Em Paris pensou atirar-se de uma ponte e não se atirou. Em Praga, sitada por tanques soviéticos, procurou inutilmente um túmulo para Franz Kafka. Em Estocolmo foi levado ao chão por uma tempestade de neve e um raro transeunte ergueu-o como quem levanta um tronco de madeira abandonado. Em Nova Iorque amou duas mulheres simultaneamente. Em Quioto refugiou-se vinte e nove dias num templo mudo, comendo arroz muito branco empacotado em frágeis folhas de algas. Em Amesterdão, enquanto seguia de bicicleta junto aos canais, começou a escrever um livro na cabeça. Em Atenas a deusa feriu-o cruelmente.
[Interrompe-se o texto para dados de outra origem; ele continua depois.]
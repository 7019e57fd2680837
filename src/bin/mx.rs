//! Command-line interface for mx
//! Expands macros in a file (or stdin) and writes the result to stdout.
//!
//! Usage:
//!   mx [OPTIONS] [FILE]
//!   mx -I include/ -I shared/ page.mx > page.txt

use clap::{Arg, ArgAction, ArgMatches, Command, ValueHint};
use mx::expansion::Diagnostic;
use mx::settings::{ConfigError, EngineConfig, Loader};
use mx::stream::{ReaderSource, WriterSink};
use mx::Engine;
use std::fs::File;
use std::io;
use std::process::ExitCode;
use tracing_subscriber::EnvFilter;

const FAILURE: u8 = 2;

fn cli() -> Command {
    Command::new("mx")
        .version(env!("CARGO_PKG_VERSION"))
        .about("Processes and expands macros in FILE and writes the result to stdout.\nIf no FILE is given, it reads from stdin.")
        .arg(
            Arg::new("path")
                .help("Input file")
                .index(1)
                .value_hint(ValueHint::FilePath),
        )
        .arg(
            Arg::new("include")
                .long("include")
                .short('I')
                .value_name("DIR")
                .help("Adds a directory to the list of include paths (searched in order)")
                .action(ArgAction::Append)
                .value_hint(ValueHint::DirPath),
        )
        .arg(
            Arg::new("config")
                .long("config")
                .short('c')
                .value_name("FILE")
                .help("TOML configuration file layered over the built-in defaults")
                .value_hint(ValueHint::FilePath),
        )
        .arg(char_arg("escape", "Escape character (default: \\)"))
        .arg(char_arg("quote", "Quote character (default: `)"))
        .arg(char_arg("group-open", "Group opening character (default: {)"))
        .arg(char_arg("group-close", "Group closing character (default: })"))
        .arg(
            Arg::new("max-depth")
                .long("max-depth")
                .value_name("N")
                .help("Maximum nesting of macro and include expansion")
                .value_parser(clap::value_parser!(u32)),
        )
        .arg(
            Arg::new("macro-buffer")
                .long("macro-buffer")
                .value_name("CHARS")
                .help("Capacity of the macro body buffer")
                .value_parser(clap::value_parser!(u32)),
        )
        .arg(
            Arg::new("expansion-buffer")
                .long("expansion-buffer")
                .value_name("CHARS")
                .help("Capacity of the expansion buffer")
                .value_parser(clap::value_parser!(u32)),
        )
        .arg(
            Arg::new("diagnostics")
                .long("diagnostics")
                .value_name("FORMAT")
                .help("Format of the diagnostics report written to stderr")
                .value_parser(["text", "json"])
                .default_value("text"),
        )
}

fn char_arg(name: &'static str, help: &'static str) -> Arg {
    Arg::new(name).long(name).value_name("CHAR").help(help)
}

fn main() -> ExitCode {
    tracing_subscriber::fmt()
        .with_env_filter(
            EnvFilter::try_from_env("MX_LOG").unwrap_or_else(|_| EnvFilter::new("off")),
        )
        .with_writer(io::stderr)
        .init();

    let matches = cli().get_matches();

    let config = match load_config(&matches) {
        Ok(config) => config,
        Err(e) => {
            tracing::error!(error = %e, "invalid configuration");
            eprintln!("! {}", e);
            return ExitCode::from(FAILURE);
        }
    };

    let format = matches
        .get_one::<String>("diagnostics")
        .map(String::as_str)
        .unwrap_or("text");
    let path = matches.get_one::<String>("path");

    match run(config, path.map(String::as_str), format) {
        Ok(()) => ExitCode::SUCCESS,
        Err(e) => {
            tracing::error!(error = %e, "expansion failed");
            eprintln!("! {}", e);
            ExitCode::from(FAILURE)
        }
    }
}

/// Layer the config file and command-line flags over the defaults.
fn load_config(matches: &ArgMatches) -> Result<EngineConfig, ConfigError> {
    let mut loader = Loader::new();
    if let Some(file) = matches.get_one::<String>("config") {
        loader = loader.with_file(file);
    }

    for (flag, key) in [
        ("escape", "characters.escape"),
        ("quote", "characters.quote"),
        ("group-open", "characters.group_open"),
        ("group-close", "characters.group_close"),
    ] {
        if let Some(value) = matches.get_one::<String>(flag) {
            loader = loader.set_override(key, value.as_str())?;
        }
    }

    for (flag, key) in [
        ("max-depth", "limits.max_depth"),
        ("macro-buffer", "limits.macro_buffer_capacity"),
        ("expansion-buffer", "limits.expansion_buffer_capacity"),
    ] {
        if let Some(value) = matches.get_one::<u32>(flag) {
            loader = loader.set_override(key, i64::from(*value))?;
        }
    }

    if let Some(dirs) = matches.get_many::<String>("include") {
        let dirs: Vec<String> = dirs.cloned().collect();
        loader = loader.set_override("include.paths", dirs)?;
    }

    loader.build()
}

fn run(config: EngineConfig, path: Option<&str>, format: &str) -> Result<(), Box<dyn std::error::Error>> {
    let mut engine = Engine::new(config)?;
    let stdout = io::stdout();
    let sink = WriterSink::new(stdout.lock());

    let result = match path {
        Some(path) => {
            let file = File::open(path).map_err(|e| format!("{}: {}", path, e))?;
            engine.execute_named(path, ReaderSource::new(file), sink)
        }
        None => engine.execute_named("<stdin>", ReaderSource::new(io::stdin().lock()), sink),
    };

    report(&engine.take_diagnostics(), format)?;
    result.map_err(Into::into)
}

fn report(diagnostics: &[Diagnostic], format: &str) -> Result<(), serde_json::Error> {
    if format == "json" {
        eprintln!("{}", serde_json::to_string_pretty(diagnostics)?);
        return Ok(());
    }
    for diagnostic in diagnostics {
        eprintln!("{}", diagnostic);
    }
    Ok(())
}
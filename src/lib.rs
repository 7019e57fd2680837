//! # mx
//!
//! A streaming macro expander. Text is copied from a character source to a
//! character sink; an escape character introduces commands that define, remove and
//! invoke named text macros or include other files. Runs of whitespace are
//! collapsed to a single space, or to a paragraph break when they span more than
//! one newline.
//!
//! ```text
//! \define{greet who}{Hello, \who!}
//! \greet{World}                      →  Hello, World!
//! ```
//!
//! ## Layout
//!
//! 1. [`stream`]: the character source and sink abstractions.
//! 2. [`settings`]: special characters, buffer limits, include paths, and the
//!    layered loader for them.
//! 3. [`expansion`]: the engine itself.
//!
//! The `mx` binary is a thin command-line front end over [`expansion::Engine`].

pub mod expansion;
pub mod settings;
pub mod stream;

pub use expansion::{Diagnostic, Engine, ExpandError};
pub use settings::{EngineConfig, Loader};
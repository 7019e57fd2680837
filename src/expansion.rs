//! The expansion engine
//!
//! Leaves first: [`mode`] classifies characters, [`macros`] stores definitions in a
//! bounded arena, [`buffer`] is the bounded scratch area for invocations,
//! [`include`] resolves include files, [`frames`] is the explicit call stack, and
//! [`engine`] ties them together into the state machine. [`commands`] holds the
//! built-ins.

pub mod buffer;
pub mod commands;
pub mod diagnostics;
pub mod engine;
pub mod error;
pub(crate) mod frames;
pub mod include;
pub mod macros;
pub mod mode;

pub use diagnostics::{Diagnostic, Severity};
pub use engine::Engine;
pub use error::ExpandError;
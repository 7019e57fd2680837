//! Character classification for the mode state machine
//!
//! The engine is always in exactly one mode. Which one is decided by the next
//! unconsumed character alone, so no mode ever carries state over from a previous
//! command.

use crate::settings::CharacterConfig;

#[derive(Debug, Clone, Copy, PartialEq, Eq)]
pub enum Mode {
    /// Literal text, with quoted regions copied verbatim.
    Normal,
    /// A run of whitespace being collapsed.
    Whitespace,
    /// An escape-introduced command or macro invocation.
    Command,
}

impl Mode {
    /// Mode that handles `next`.
    pub fn for_char(next: char, chars: &CharacterConfig) -> Mode {
        if next == chars.escape {
            Mode::Command
        } else if next.is_whitespace() {
            Mode::Whitespace
        } else {
            Mode::Normal
        }
    }
}

pub fn is_name_start(c: char) -> bool {
    c.is_ascii_alphabetic() || c == '_'
}

pub fn is_name_char(c: char) -> bool {
    c.is_ascii_alphanumeric() || c == '_'
}

/// Tally of one maximal whitespace run.
#[derive(Debug, Clone, Copy, Default, PartialEq, Eq)]
pub struct WhitespaceRun {
    pub chars: usize,
    pub newlines: usize,
}

impl WhitespaceRun {
    pub fn add(&mut self, c: char) {
        self.chars += 1;
        if c == '\n' {
            self.newlines += 1;
        }
    }

    pub fn is_empty(&self) -> bool {
        self.chars == 0
    }

    /// A run with more than one newline is a paragraph break, anything else is a
    /// single space.
    pub fn collapsed(&self) -> &'static str {
        if self.newlines > 1 {
            "\n\n"
        } else {
            " "
        }
    }
}
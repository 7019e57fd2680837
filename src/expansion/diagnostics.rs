//! Diagnostic collection
//!
//! Errors the engine recovers from are not returned from `execute`; each one is
//! recorded as a [`Diagnostic`] so that callers can still see every problem. The
//! records are serializable for machine-readable reporting.

use super::error::ExpandError;
use serde::Serialize;
use std::fmt;

#[derive(Debug, Clone, Copy, PartialEq, Eq, Serialize)]
#[serde(rename_all = "lowercase")]
pub enum Severity {
    Error,
    Warning,
}

impl fmt::Display for Severity {
    fn fmt(&self, f: &mut fmt::Formatter<'_>) -> fmt::Result {
        match self {
            Severity::Error => write!(f, "error"),
            Severity::Warning => write!(f, "warning"),
        }
    }
}

/// A recovered expansion problem and where it happened.
///
/// `origin` is the name of the input or include file being read when the problem
/// was detected. Problems inside a macro body are attributed to the file the
/// outermost invocation came from.
#[derive(Debug, Clone, PartialEq, Eq, Serialize)]
pub struct Diagnostic {
    pub severity: Severity,
    pub code: &'static str,
    pub message: String,
    pub origin: String,
    pub line: usize,
}

impl Diagnostic {
    pub fn from_error(error: &ExpandError, origin: impl Into<String>, line: usize) -> Self {
        let severity = match error {
            ExpandError::UndefinedMacro(_) => Severity::Warning,
            _ => Severity::Error,
        };
        Self {
            severity,
            code: error.code(),
            message: error.to_string(),
            origin: origin.into(),
            line,
        }
    }
}

impl fmt::Display for Diagnostic {
    fn fmt(&self, f: &mut fmt::Formatter<'_>) -> fmt::Result {
        write!(
            f,
            "{}:{}: {} [{}]: {}",
            self.origin, self.line, self.severity, self.code, self.message
        )
    }
}
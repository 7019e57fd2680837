//! Property-based tests for the expansion engine
//!
//! These check the copy and whitespace rules over generated text, and that
//! redefinition never mixes old and new bodies.

use mx::settings::EngineConfig;
use mx::Engine;
use proptest::prelude::*;

fn expand(input: &str) -> String {
    Engine::new(EngineConfig::default())
        .unwrap()
        .expand_str(input)
        .unwrap()
}

/// Text with no escape, quote or whitespace characters.
fn plain_text_strategy() -> impl Strategy<Value = String> {
    "[a-zA-Z0-9.,;:!?{}()\\[\\]<>=+*/#-]{0,64}|[こんにちは世界äöüßé]{0,16}"
}

fn word_strategy() -> impl Strategy<Value = String> {
    "[a-zA-Z0-9]{1,8}"
}

fn whitespace_run_strategy() -> impl Strategy<Value = String> {
    prop::collection::vec(prop_oneof![Just(' '), Just('\t'), Just('\n')], 1..8)
        .prop_map(|chars| chars.into_iter().collect())
}

/// Text with words and whitespace runs but no escape or quote characters.
fn prose_strategy() -> impl Strategy<Value = String> {
    prop::collection::vec((word_strategy(), whitespace_run_strategy()), 0..12).prop_map(
        |parts| {
            parts
                .into_iter()
                .map(|(word, run)| format!("{}{}", word, run))
                .collect()
        },
    )
}

fn collapse(run: &str) -> &'static str {
    if run.chars().filter(|&c| c == '\n').count() > 1 {
        "\n\n"
    } else {
        " "
    }
}

proptest! {
    #[test]
    fn plain_text_is_copied_exactly(input in plain_text_strategy()) {
        prop_assert_eq!(expand(&input), input);
    }

    #[test]
    fn whitespace_runs_collapse(parts in prop::collection::vec((word_strategy(), whitespace_run_strategy()), 1..12)) {
        let input: String = parts.iter().map(|(w, r)| format!("{}{}", w, r)).collect();
        let expected: String = parts.iter().map(|(w, r)| format!("{}{}", w, collapse(r))).collect();
        prop_assert_eq!(expand(&input), expected);
    }

    #[test]
    fn expansion_of_prose_is_a_fixed_point(input in prose_strategy()) {
        let once = expand(&input);
        let twice = expand(&once);
        prop_assert_eq!(once, twice);
    }

    #[test]
    fn redefinition_never_mixes_bodies(
        first in "[a-z]{1,20}",
        second in "[a-z]{1,20}",
    ) {
        let input = format!(
            r"\define{{m}}{{{}}}\m|\define{{m}}{{{}}}\m",
            first, second
        );
        prop_assert_eq!(expand(&input), format!("{}|{}", first, second));
    }

    #[test]
    fn arguments_are_substituted_verbatim(arg in "[a-zA-Z0-9.,!?]{0,32}") {
        let input = format!(r"\define{{wrap a}}{{[\a]}}\wrap{{{}}}", arg);
        prop_assert_eq!(expand(&input), format!("[{}]", arg));
    }
}
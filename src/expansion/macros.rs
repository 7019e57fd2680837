//! Macro table and the bounded arena holding macro bodies
//!
//! Bodies live in a single [`MacroBuffer`] and are addressed by [`BodyRef`]s. A body
//! is never mutated: redefining a macro stores a fresh copy and releases the old
//! region. Released regions are reclaimed lazily by compacting the arena when the
//! tail runs out of room, so the only hard limit is the sum of live body lengths.

use super::error::ExpandError;
use once_cell::sync::Lazy;
use regex::Regex;
use std::collections::HashMap;

/// Names reserved for the built-in commands.
pub const RESERVED_NAMES: [&str; 3] = ["define", "undefine", "include"];

static NAME_PATTERN: Lazy<Regex> =
    Lazy::new(|| Regex::new(r"^[A-Za-z_][A-Za-z0-9_]*$").expect("valid name pattern"));

/// Whether `name` is a syntactically valid macro or parameter name.
pub fn is_valid_name(name: &str) -> bool {
    NAME_PATTERN.is_match(name)
}

pub fn is_reserved(name: &str) -> bool {
    RESERVED_NAMES.contains(&name)
}

/// Location of a body inside the macro buffer.
#[derive(Debug, Clone, Copy, PartialEq, Eq)]
pub struct BodyRef {
    offset: usize,
    len: usize,
}

/// Bounded character arena for macro bodies.
#[derive(Debug)]
pub struct MacroBuffer {
    chars: Vec<char>,
    capacity: usize,
    live: usize,
}

impl MacroBuffer {
    pub fn with_capacity(capacity: usize) -> Self {
        Self {
            chars: Vec::new(),
            capacity,
            live: 0,
        }
    }

    pub fn capacity(&self) -> usize {
        self.capacity
    }

    /// Characters owned by currently defined macros.
    pub fn live(&self) -> usize {
        self.live
    }

    pub fn available(&self) -> usize {
        self.capacity - self.live
    }

    pub fn body(&self, body: BodyRef) -> &[char] {
        &self.chars[body.offset..body.offset + body.len]
    }

    fn tail_room(&self) -> usize {
        self.capacity - self.chars.len()
    }

    fn store(&mut self, body: &[char]) -> BodyRef {
        debug_assert!(body.len() <= self.tail_room());
        let offset = self.chars.len();
        self.chars.extend_from_slice(body);
        self.live += body.len();
        BodyRef {
            offset,
            len: body.len(),
        }
    }

    fn release(&mut self, body: BodyRef) {
        self.live -= body.len;
    }

    /// Rewrite the arena so that the given bodies are packed at the front.
    fn compact<'m>(&mut self, bodies: impl Iterator<Item = &'m mut BodyRef>) {
        let old = std::mem::take(&mut self.chars);
        for body in bodies {
            let offset = self.chars.len();
            self.chars
                .extend_from_slice(&old[body.offset..body.offset + body.len]);
            body.offset = offset;
        }
        debug_assert_eq!(self.chars.len(), self.live);
    }
}

/// A stored macro definition.
#[derive(Debug, Clone, PartialEq, Eq)]
pub struct Macro {
    pub name: String,
    pub params: Vec<String>,
    body: BodyRef,
}

impl Macro {
    pub fn arity(&self) -> usize {
        self.params.len()
    }
}

/// Name to definition mapping, owning the macro buffer.
#[derive(Debug)]
pub struct MacroTable {
    macros: HashMap<String, Macro>,
    buffer: MacroBuffer,
}

impl MacroTable {
    pub fn new(capacity: usize) -> Self {
        Self {
            macros: HashMap::new(),
            buffer: MacroBuffer::with_capacity(capacity),
        }
    }

    pub fn buffer(&self) -> &MacroBuffer {
        &self.buffer
    }

    pub fn len(&self) -> usize {
        self.macros.len()
    }

    pub fn is_empty(&self) -> bool {
        self.macros.is_empty()
    }

    pub fn contains(&self, name: &str) -> bool {
        self.macros.contains_key(name)
    }

    pub fn lookup(&self, name: &str) -> Option<&Macro> {
        self.macros.get(name)
    }

    pub fn body(&self, mac: &Macro) -> &[char] {
        self.buffer.body(mac.body)
    }

    /// Body text of `name`, if defined.
    pub fn body_text(&self, name: &str) -> Option<String> {
        self.lookup(name).map(|m| self.body(m).iter().collect())
    }

    /// Room a body for `name` may take, counting the body it would replace.
    pub fn available_for(&self, name: &str) -> usize {
        let replaced = self.macros.get(name).map_or(0, |m| m.body.len);
        self.buffer.available() + replaced
    }

    /// Define or replace `name`.
    ///
    /// Fails with `MacroBufferOverflow` when the live bodies plus the new one would
    /// exceed the buffer capacity. On failure the table is left untouched, including
    /// any previous definition of `name`.
    pub fn define(
        &mut self,
        name: &str,
        params: Vec<String>,
        body: &[char],
    ) -> Result<(), ExpandError> {
        let available = self.available_for(name);
        if body.len() > available {
            return Err(ExpandError::MacroBufferOverflow {
                name: name.to_string(),
                requested: body.len(),
                available,
            });
        }

        if let Some(old) = self.macros.remove(name) {
            self.buffer.release(old.body);
        }
        if body.len() > self.buffer.tail_room() {
            self.buffer
                .compact(self.macros.values_mut().map(|m| &mut m.body));
        }

        let body = self.buffer.store(body);
        self.macros.insert(
            name.to_string(),
            Macro {
                name: name.to_string(),
                params,
                body,
            },
        );
        Ok(())
    }

    /// Remove `name`. Returns whether it was defined.
    pub fn undefine(&mut self, name: &str) -> bool {
        match self.macros.remove(name) {
            Some(old) => {
                self.buffer.release(old.body);
                true
            }
            None => false,
        }
    }
}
No Rio de Janeiro foi apanhado pela policia com um leve saco de cocaína no bolso da camisa. Em Moscovo, cidade asiática, as raparigas beijavam-se na boca enquando a vodka escorria gelada pelas gargantas. Em Bruxelas viveu o grande tédio de uma Europa moralmente falida, uma burocracia sem alma nem destino. Em Jerusalém fez dois amigos, um judeu e um árabe, e chorava baixinho a caminho do muro. Em Buenos Aires, onde foi por engano, já que o pretenso visitado há muito tinha morrido, deixou-se afogar numa meiga melancolia. Em Marraquexe perdeu-se no calor excessivo do mercado e deixou-se raptar por um desconhecido. Em Madrid teve uma amante que o traía de todas as maneiras com quem quer que fosse. Não foi a Teerão porque, sensatamente, lhe negaram o visto de turista. Em Londres foi obrigado a sair do hotel devido ao falso alarme de uma bomba explosiva. Em Roma falava italiano como um italiano, bebia licor de tangerinas morno e as mulheres passavam vestidas de beleza. Foi a Toronto para ver e ouvir Leonard Cohen, o último profeta. Em Viena, com um bom amigo, só quiz visitar o abandonado apartamento de Freud, a casa de banho desenhada por Wittgenstein e o último quarto de Beethoven onde Weininger, aos vinte e quatro anos, se retirou da vida. Não chegou a ir a Calcutá nem à Irlanda, como gostaria. Em Lisboa morreu e viveu demasiadas vezes.
Pedro Paixão
4 comentários:
Mas que belo texto! Pessoalmente, não aprecio muito a escrita de Pedro Paixão, mas este texto é lindissimo!
Beijinhos e boa semana
já li este. adorei!
:)
Só mesmo este senhor para escrever estas coisas magníficas...
Tantos sítios onde se pode viver, mas só num podemos morrer e viver mil vezes... e esse e' o chamado "Home"!